Compared to low-dimensional or low-order data, the distinct characteristics of high-dimensional high-order data poses unprecedented challenges to the statistics community. For the most part, classical methods and theory tailored to matrix data may no longer apply to high-order data. While previous studies have attempted to address this issue by transforming high-order data into matrices or vectors through vectorization or matricization, this paradigm often leads to loss of intrinsic tensor structures, and as a result, suboptimal outcomes in subsequent analyses. Another major challenge stems from the computational side, as the high-dimensional high-order structure introduces computational difficulties unseen in the matrix counterpart. Many fundamental concepts and methods developed for matrix data cannot be extended to high-order data in a tractable manner; for instance, naive extensions of concepts such as operator norm, singular values, and eigenvalues all become NP-hard to compute.

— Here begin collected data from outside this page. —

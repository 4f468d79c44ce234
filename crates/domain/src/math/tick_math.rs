//! Tick, sqrt-price and price conversions.
//!
//! Sqrt prices are Q64.64 fixed-point values, matching the on-chain
//! representation. Decimal prices are derived from them with a single
//! truncation at the end of the computation.

use crate::error::MathError;
use crate::math::fixed_point::{pow10, q64, ratio_to_decimal};
use primitive_types::U256;
use rust_decimal::Decimal;
use serde::{Deserialize, Serialize};

/// Lowest tick supported by the pool program.
pub const MIN_TICK: i32 = -443_636;
/// Highest tick supported by the pool program.
pub const MAX_TICK: i32 = 443_636;
/// Sqrt price at `MIN_TICK`.
pub const MIN_SQRT_PRICE_X64: u128 = 4_295_048_016;
/// Sqrt price at `MAX_TICK`.
pub const MAX_SQRT_PRICE_X64: u128 = 79_226_673_515_401_279_992_447_579_055;

/// `sqrt(1.0001)^(2^i)` as Q32.96.
const POSITIVE_FACTORS_X96: [u128; 19] = [
    79_232_123_823_359_799_118_286_999_567,
    79_236_085_330_515_764_027_303_304_731,
    79_244_008_939_048_815_603_706_035_061,
    79_259_858_533_276_714_757_314_932_305,
    79_291_567_232_598_584_799_939_703_904,
    79_355_022_692_464_371_645_785_046_466,
    79_482_085_999_252_804_386_437_311_141,
    79_736_823_300_114_093_921_829_183_326,
    80_248_749_790_819_932_309_965_073_892,
    81_282_483_887_344_747_381_513_967_011,
    83_390_072_131_320_151_908_154_831_281,
    87_770_609_709_833_776_024_991_924_138,
    97_234_110_755_111_693_312_479_820_773,
    119_332_217_159_966_728_226_237_229_890,
    179_736_315_981_702_064_433_883_588_727,
    407_748_233_172_238_350_107_850_275_304,
    2_098_478_828_474_011_932_436_660_412_517,
    55_581_415_166_113_811_149_459_800_483_533,
    38_992_368_544_603_139_932_233_054_999_993_551,
];

/// `sqrt(1.0001)^(-2^i)` as Q64.64.
const NEGATIVE_FACTORS_X64: [u128; 19] = [
    18_445_821_805_675_392_311,
    18_444_899_583_751_176_498,
    18_443_055_278_223_354_162,
    18_439_367_220_385_604_838,
    18_431_993_317_065_449_817,
    18_417_254_355_718_160_513,
    18_387_811_781_193_591_352,
    18_329_067_761_203_520_168,
    18_212_142_134_806_087_854,
    17_980_523_815_641_551_639,
    17_526_086_738_831_147_013,
    16_651_378_430_235_024_244,
    15_030_750_278_693_429_944,
    12_247_334_978_882_834_399,
    8_131_365_268_884_726_200,
    3_584_323_654_723_342_297,
    696_457_651_847_595_233,
    26_294_789_957_452_057,
    37_481_735_321_082,
];

/// Direction used when a raw tick must land on a multiple of the spacing.
#[derive(Debug, Clone, Copy, PartialEq, Eq, Serialize, Deserialize)]
pub enum SnapDirection {
    /// Largest multiple at or below the tick.
    Floor,
    /// Smallest multiple at or above the tick.
    Ceil,
    /// Closest multiple; ties go down.
    Nearest,
}

/// Returns the Q64.64 sqrt price of a tick, `sqrt(1.0001^tick) * 2^64`.
pub fn tick_to_sqrt_price_x64(tick: i32) -> Result<u128, MathError> {
    if !(MIN_TICK..=MAX_TICK).contains(&tick) {
        return Err(MathError::TickOutOfBounds(tick));
    }
    if tick >= 0 {
        Ok(positive_tick_to_sqrt_price(tick))
    } else {
        Ok(negative_tick_to_sqrt_price(tick))
    }
}

fn positive_tick_to_sqrt_price(tick: i32) -> u128 {
    let mut ratio = if tick & 1 != 0 {
        U256::from(POSITIVE_FACTORS_X96[0])
    } else {
        U256::one() << 96
    };
    for (bit, factor) in POSITIVE_FACTORS_X96.iter().enumerate().skip(1) {
        if tick & (1 << bit) != 0 {
            ratio = (ratio * U256::from(*factor)) >> 96;
        }
    }
    (ratio >> 32).low_u128()
}

fn negative_tick_to_sqrt_price(tick: i32) -> u128 {
    let abs_tick = tick.unsigned_abs();
    let mut ratio = if abs_tick & 1 != 0 {
        U256::from(NEGATIVE_FACTORS_X64[0])
    } else {
        q64()
    };
    for (bit, factor) in NEGATIVE_FACTORS_X64.iter().enumerate().skip(1) {
        if abs_tick & (1 << bit) != 0 {
            ratio = (ratio * U256::from(*factor)) >> 64;
        }
    }
    ratio.low_u128()
}

/// Returns the largest tick whose sqrt price is at or below `sqrt_price_x64`.
pub fn sqrt_price_x64_to_tick(sqrt_price_x64: u128) -> Result<i32, MathError> {
    if !(MIN_SQRT_PRICE_X64..=MAX_SQRT_PRICE_X64).contains(&sqrt_price_x64) {
        return Err(MathError::SqrtPriceOutOfBounds(sqrt_price_x64));
    }
    let (mut low, mut high) = (MIN_TICK, MAX_TICK);
    while low < high {
        let mid = low + (high - low + 1) / 2;
        if tick_to_sqrt_price_x64(mid)? <= sqrt_price_x64 {
            low = mid;
        } else {
            high = mid - 1;
        }
    }
    Ok(low)
}

/// Converts a Q64.64 sqrt price into the price of token A in token B units.
pub fn sqrt_price_x64_to_price(
    sqrt_price_x64: u128,
    decimals_a: u8,
    decimals_b: u8,
) -> Result<Decimal, MathError> {
    let sqrt = U256::from(sqrt_price_x64);
    let mut num = sqrt * sqrt;
    let mut den = U256::one() << 128;
    let shift = i32::from(decimals_a) - i32::from(decimals_b);
    if shift >= 0 {
        num = num
            .checked_mul(pow10(shift.unsigned_abs()))
            .ok_or(MathError::Overflow("sqrt_price_x64_to_price"))?;
    } else {
        den *= pow10(shift.unsigned_abs());
    }
    ratio_to_decimal(num, den)
}

/// Converts a decimal price back into a Q64.64 sqrt price.
pub fn price_to_sqrt_price_x64(
    price: Decimal,
    decimals_a: u8,
    decimals_b: u8,
) -> Result<u128, MathError> {
    if price <= Decimal::ZERO {
        return Err(MathError::NonPositivePrice);
    }
    let mantissa = u128::try_from(price.mantissa())
        .map_err(|_| MathError::Overflow("price_to_sqrt_price_x64"))?;
    let mut num = U256::from(mantissa) << 128;
    let mut den = pow10(price.scale());
    let shift = i32::from(decimals_b) - i32::from(decimals_a);
    if shift >= 0 {
        num = num
            .checked_mul(pow10(shift.unsigned_abs()))
            .ok_or(MathError::Overflow("price_to_sqrt_price_x64"))?;
    } else {
        den *= pow10(shift.unsigned_abs());
    }
    let sqrt = (num / den).integer_sqrt();
    if sqrt > U256::from(u128::MAX) {
        return Err(MathError::Overflow("price_to_sqrt_price_x64"));
    }
    Ok(sqrt.low_u128())
}

/// Decimal price at a tick.
pub fn tick_to_price(tick: i32, decimals_a: u8, decimals_b: u8) -> Result<Decimal, MathError> {
    sqrt_price_x64_to_price(tick_to_sqrt_price_x64(tick)?, decimals_a, decimals_b)
}

/// Tick whose price is closest to `price`, saturating at the tick bounds.
pub fn price_to_tick_index(price: Decimal, decimals_a: u8, decimals_b: u8) -> Result<i32, MathError> {
    let sqrt = price_to_sqrt_price_x64(price, decimals_a, decimals_b)?
        .clamp(MIN_SQRT_PRICE_X64, MAX_SQRT_PRICE_X64);
    let floor = sqrt_price_x64_to_tick(sqrt)?;
    if floor == MAX_TICK {
        return Ok(floor);
    }
    let below = sqrt - tick_to_sqrt_price_x64(floor)?;
    let above = tick_to_sqrt_price_x64(floor + 1)? - sqrt;
    Ok(if above < below { floor + 1 } else { floor })
}

/// Snaps a tick onto a multiple of `spacing` in the given direction.
pub fn snap_to_initializable(
    tick: i32,
    spacing: i32,
    direction: SnapDirection,
) -> Result<i32, MathError> {
    if spacing <= 0 {
        return Err(MathError::InvalidTickSpacing(spacing));
    }
    let floor = tick.div_euclid(spacing) * spacing;
    let remainder = tick - floor;
    Ok(match direction {
        SnapDirection::Floor => floor,
        SnapDirection::Ceil if remainder == 0 => tick,
        SnapDirection::Ceil => floor + spacing,
        SnapDirection::Nearest if remainder * 2 <= spacing => floor,
        SnapDirection::Nearest => floor + spacing,
    })
}

/// Whether `tick` is a valid range boundary for the spacing.
#[must_use]
pub fn is_initializable(tick: i32, spacing: i32) -> bool {
    spacing > 0 && tick.rem_euclid(spacing) == 0
}

/// Lowest initializable tick within the program bounds.
pub fn min_initializable_tick(spacing: i32) -> Result<i32, MathError> {
    snap_to_initializable(MIN_TICK, spacing, SnapDirection::Ceil)
}

/// Highest initializable tick within the program bounds.
pub fn max_initializable_tick(spacing: i32) -> Result<i32, MathError> {
    snap_to_initializable(MAX_TICK, spacing, SnapDirection::Floor)
}

#[cfg(test)]
mod tests {
    use super::*;
    use proptest::prelude::*;
    use rust_decimal_macros::dec;

    #[test]
    fn test_tick_to_sqrt_price_known_values() {
        assert_eq!(tick_to_sqrt_price_x64(0).unwrap(), 1u128 << 64);
        assert_eq!(tick_to_sqrt_price_x64(1).unwrap(), 18_447_666_387_855_959_850);
        assert_eq!(tick_to_sqrt_price_x64(-1).unwrap(), 18_445_821_805_675_392_311);
        assert_eq!(tick_to_sqrt_price_x64(1000).unwrap(), 19_392_480_388_906_836_277);
        assert_eq!(tick_to_sqrt_price_x64(960).unwrap(), 19_353_736_122_490_583_312);
        assert_eq!(tick_to_sqrt_price_x64(-640).unwrap(), 17_865_821_636_704_340_278);
        assert_eq!(tick_to_sqrt_price_x64(-28800).unwrap(), 4_370_860_398_009_328_522);
    }

    #[test]
    fn test_tick_bounds() {
        assert_eq!(tick_to_sqrt_price_x64(MAX_TICK).unwrap(), MAX_SQRT_PRICE_X64);
        assert_eq!(tick_to_sqrt_price_x64(MIN_TICK).unwrap(), MIN_SQRT_PRICE_X64);
        assert_eq!(
            tick_to_sqrt_price_x64(MAX_TICK + 1),
            Err(MathError::TickOutOfBounds(MAX_TICK + 1))
        );
        assert!(tick_to_sqrt_price_x64(MIN_TICK - 1).is_err());
    }

    #[test]
    fn test_sqrt_price_to_tick_is_floor() {
        let at_1000 = tick_to_sqrt_price_x64(1000).unwrap();
        assert_eq!(sqrt_price_x64_to_tick(at_1000).unwrap(), 1000);
        assert_eq!(sqrt_price_x64_to_tick(at_1000 + 1).unwrap(), 1000);
        assert_eq!(sqrt_price_x64_to_tick(at_1000 - 1).unwrap(), 999);
        assert_eq!(sqrt_price_x64_to_tick(MIN_SQRT_PRICE_X64).unwrap(), MIN_TICK);
        assert_eq!(sqrt_price_x64_to_tick(MAX_SQRT_PRICE_X64).unwrap(), MAX_TICK);
    }

    #[test]
    fn test_sqrt_price_to_price() {
        assert_eq!(sqrt_price_x64_to_price(1 << 64, 6, 6).unwrap(), dec!(1));
        // SOL (9 decimals) against USDC (6 decimals).
        assert_eq!(sqrt_price_x64_to_price(1 << 64, 9, 6).unwrap(), dec!(1000));
        assert_eq!(sqrt_price_x64_to_price(1 << 64, 6, 9).unwrap(), dec!(0.001));
        assert_eq!(sqrt_price_x64_to_price(1 << 65, 6, 6).unwrap(), dec!(4));
    }

    #[test]
    fn test_tick_to_price_tracks_one_basis_point() {
        let price = tick_to_price(100, 6, 6).unwrap();
        let expected = dec!(1.0100496620928754);
        assert!((price - expected).abs() < dec!(0.000000001));
    }

    #[test]
    fn test_price_to_tick_index() {
        assert_eq!(price_to_tick_index(dec!(1), 6, 6).unwrap(), 0);
        assert_eq!(price_to_tick_index(dec!(1.0100496620928754), 6, 6).unwrap(), 100);
        assert!(price_to_tick_index(Decimal::ZERO, 6, 6).is_err());
    }

    #[test]
    fn test_snap_to_initializable() {
        assert_eq!(snap_to_initializable(1000, 64, SnapDirection::Floor).unwrap(), 960);
        assert_eq!(snap_to_initializable(1000, 64, SnapDirection::Ceil).unwrap(), 1024);
        assert_eq!(snap_to_initializable(1000, 64, SnapDirection::Nearest).unwrap(), 1024);
        assert_eq!(snap_to_initializable(990, 64, SnapDirection::Nearest).unwrap(), 960);
        assert_eq!(snap_to_initializable(-1000, 64, SnapDirection::Floor).unwrap(), -1024);
        assert_eq!(snap_to_initializable(-1000, 64, SnapDirection::Ceil).unwrap(), -960);
        assert_eq!(snap_to_initializable(-640, 64, SnapDirection::Floor).unwrap(), -640);
        assert_eq!(snap_to_initializable(-640, 64, SnapDirection::Ceil).unwrap(), -640);
        assert_eq!(
            snap_to_initializable(10, 0, SnapDirection::Floor),
            Err(MathError::InvalidTickSpacing(0))
        );
    }

    #[test]
    fn test_initializable_bounds() {
        assert_eq!(min_initializable_tick(64).unwrap(), -443_584);
        assert_eq!(max_initializable_tick(64).unwrap(), 443_584);
        assert!(is_initializable(-640, 64));
        assert!(!is_initializable(1000, 64));
    }

    proptest! {
        #[test]
        fn prop_sqrt_price_is_monotonic(tick in MIN_TICK..MAX_TICK) {
            let here = tick_to_sqrt_price_x64(tick).unwrap();
            let next = tick_to_sqrt_price_x64(tick + 1).unwrap();
            prop_assert!(here < next);
        }

        #[test]
        fn prop_initializable_tick_round_trips(
            spacing in prop::sample::select(vec![1, 2, 8, 64, 128, 256]),
            steps in -6_000i32..6_000,
            decimals in prop::sample::select(vec![(6u8, 6u8), (9, 6), (8, 6)]),
        ) {
            let tick = (steps * spacing).clamp(
                min_initializable_tick(spacing).unwrap(),
                max_initializable_tick(spacing).unwrap(),
            );
            let price = tick_to_price(tick, decimals.0, decimals.1).unwrap();
            let raw = price_to_tick_index(price, decimals.0, decimals.1).unwrap();
            let snapped = snap_to_initializable(raw, spacing, SnapDirection::Nearest).unwrap();
            prop_assert_eq!(snapped, tick);
        }

        #[test]
        fn prop_snap_lands_on_multiple(
            tick in MIN_TICK..=MAX_TICK,
            spacing in 1i32..=512,
        ) {
            for direction in [SnapDirection::Floor, SnapDirection::Ceil, SnapDirection::Nearest] {
                let snapped = snap_to_initializable(tick, spacing, direction).unwrap();
                prop_assert!(is_initializable(snapped, spacing));
                prop_assert!((snapped - tick).abs() < spacing);
            }
        }
    }
}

From a methodology perspective, with the rapid expansion of tensor datasets, fundamental statistical analysis tools, such as dimension reduction, regression, classification, discrimination analysis, and clustering, face unique aspects and significant challenges compared to traditional statistics. These difficulties arise from both statistical and computational perspectives, giving rise to the ubiquitous phenomenon of computational-statistical tradeoffs. Given these challenges and the growing importance of tensor data analysis, we are offering the short course "Statistics meets Tensors: Methodology, Theory, and Applications" the New England Statistics Symposium (NESS) 2025.

Tentative Course Outline

  1. Introduction: Background, applications of tensor methods on data in a tensor format, applications of tensor methods on data in other formats.

  2. Tensor algebras: Concepts (order, fibers, slices, norms, etc), Rank-one tensors, tensor decomposition, tensor rank, uniqueness of tensor decomposition: Kruskal condition.

  3. Probabilistic model of tensors: Tensor regression, tensor SVD, tensor completion,high-order clustering.

  4. Methods: Power iteration, higher-order orthogonal iteration, importance sketching.

  5. Applications: Computational Imaging, high-dimensional longitudinal data, multivariate relational data.

  6. Theory: Information-theoretic limits, computational-statistical trade-offs.